コラム マインドセット

ダークサイドを否定しない

今回はひまわりさんの教えで学んだ「自分のダークサイドを否定してはいけない」

という大事なお話をさせていただきます。

 

わたしは九州のとある田舎で育ちました。

 

公務員の父と専業主婦の母、男兄弟の中の長女として育ちました。

 

わたしが生まれる前に祖父が寝たきりとなり、

母は祖父を10年以上自宅で介護してきました。

3度の食事はもちろんのこと、下の世話まですべて独りで面倒を見たのです。

母は私たち子供の前でただの一度も愚痴をこぼしたことがありません。

 

どんなに大変だっただろう、想像を絶する苦労があったと思います。

 

子供心に、母が忙しく朝から寝るまで家事と育児、そして介護をしている姿を見て大変なのは知っていました。

 

わたしは甘えたい気持ちを押し殺して、邪魔にならないように良い子を演じていました。

そして、努めて明るく振る舞って母に心配をかけないようにしていました。

 

一方で父には厳しくしつけられ、高校生になっても日が暮れるまでに帰宅しないとこっぴどく叱られました。

付き合う友達の事でも口出しされて、友達と遊ぶのも制限されました。

 

わたしは親の影響からか、人の顔色を伺う子供でした。

 

わたしには子供の頃の記憶がほとんどないのです。

嘘だと思われるかもしれませんが、小学校3年生までの記憶は皆無です。

 

それから中学校、高校の記憶も断片的にしか残っていないのです。

覚えているのはイジメられたことくらいです。
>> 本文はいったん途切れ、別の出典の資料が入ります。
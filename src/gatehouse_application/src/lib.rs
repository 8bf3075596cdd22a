pub mod use_cases;

pub use use_cases::{
    BuildContext, FlowError, FlowOutcome, FormResource, InviteLookup, RegistrationFlow,
    RegistrationRequest, RegistrationResourceBuilder, RenderedForm,
};
use gatehouse_core::{InviteCode, InviteStoreError};

/// Invite consumption bookkeeping, done by the account side when an invited sign-up is saved.
#[async_trait::async_trait]
pub trait InviteUsage: Send + Sync {
    /// Counts one registration against the invite. Unknown codes are ignored.
    async fn record_use(&self, code: &InviteCode) -> Result<(), InviteStoreError>;
}
pub mod human_verifier;
use std::sync::Arc;

use gatehouse_adapters::{config::SiteConfigHandle, handlers::GatewayContext, locale::LocaleNegotiator};
use gatehouse_application::RegistrationFlow;
use gatehouse_core::{AccountStore, HumanVerifier, InviteStore, SessionStore};

/// Shared state of the registration routes.
pub struct GatewayState<I, A, S, V>
where
    I: InviteStore,
    A: AccountStore,
    S: SessionStore,
    V: HumanVerifier,
{
    pub flow: Arc<RegistrationFlow<I, A, S, V>>,
    pub site: SiteConfigHandle,
    pub locales: Arc<LocaleNegotiator>,
    pub session_cookie: Arc<str>,
}

impl<I, A, S, V> GatewayState<I, A, S, V>
where
    I: InviteStore,
    A: AccountStore,
    S: SessionStore,
    V: HumanVerifier,
{
    pub fn new(
        flow: RegistrationFlow<I, A, S, V>,
        site: SiteConfigHandle,
        locales: LocaleNegotiator,
        session_cookie: impl Into<Arc<str>>,
    ) -> Self {
        Self {
            flow: Arc::new(flow),
            site,
            locales: Arc::new(locales),
            session_cookie: session_cookie.into(),
        }
    }

    /// Per-request context with a fresh site configuration snapshot.
    pub fn context(&self) -> GatewayContext<'_> {
        GatewayContext {
            site: self.site.snapshot(),
            locales: &self.locales,
            session_cookie: &self.session_cookie,
        }
    }
}

impl<I, A, S, V> Clone for GatewayState<I, A, S, V>
where
    I: InviteStore,
    A: AccountStore,
    S: SessionStore,
    V: HumanVerifier,
{
    fn clone(&self) -> Self {
        Self {
            flow: Arc::clone(&self.flow),
            site: self.site.clone(),
            locales: Arc::clone(&self.locales),
            session_cookie: Arc::clone(&self.session_cookie),
        }
    }
}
友達もほとんどいません。

 

幼い頃から群れるのが嫌いで、クラスメイトからしたら生意気に見えたのかもしれません。

 

振り返ると家族にも友達にも本音を話すことができず、

思春期もうわべだけの付き合いしかしてこなかった自分に嫌気がさして思い出すだけでため息が出てしまいます。

 

でも何よりも辛いのは、わたしが人間的に未熟で母に対して何もしてあげられなかったことです。

 

ひまわりさんは教えの中で、自分のダークサイドを否定してはいけないと言われています。

 

誰にも人に話したくない過去はあるし、自分の嫌な面は一つや二つあるけど、それも含めて自分を認めてあげてくださいと。

 

わたしは自分のダークな部分を抱えながら、自分と向き合いこれからも生きて本当に人の痛みや悲しみや喜びが見える人になりたいと思っています。

 

今のわたしに出来ることはそれくらいしかないのです。

それが母へのせめてもの報いであり、自分自身を許せる生き方なのだと思っています。

 

こんな私にも神様はメンターとひまわりさんとの出会いをくださいました。

 

過去を嘆いても仕方ないので受け入れて前に進みます。

 

もう一度、人として真っ当な生き方をしようと思います。

 

母は今、重度の認知症を患い施設にお世話になっています。

話すことも自分で食事をすることもできません。

わたしが娘であることも覚えていません。

 

認知症になってしまったのは、強い怒りやストレスをため込んで誰にも言えなかったためだと思います。

母の心が限界を超えてしまったのだろうと思います。

 

わたしは去年実家に帰った時に、初めて車イスの母を抱きしめました。

関係性が希薄な母娘で、物心ついてからはどこか距離のある親子でした。

 

母を抱きしめた時、わたしはずっと寂しかったんだ、

とようやく自分の気持ちを認めることができました。

 

「ごめんなさい。お母さん。わたしを産んでくれてありがとう。大好きだよ。」

 

ずっと怖がって見ないようにしてきた自分の心にちゃんと向き合えた時、

闇だと思っていた部分に光が当たって、

ダークサイドが本当は大事な気づきの為にあったんだ

とようやく認められるようになりました。

 

取り留めのない文章になってしまいましたが、最後までお読みいただきありがとうございました。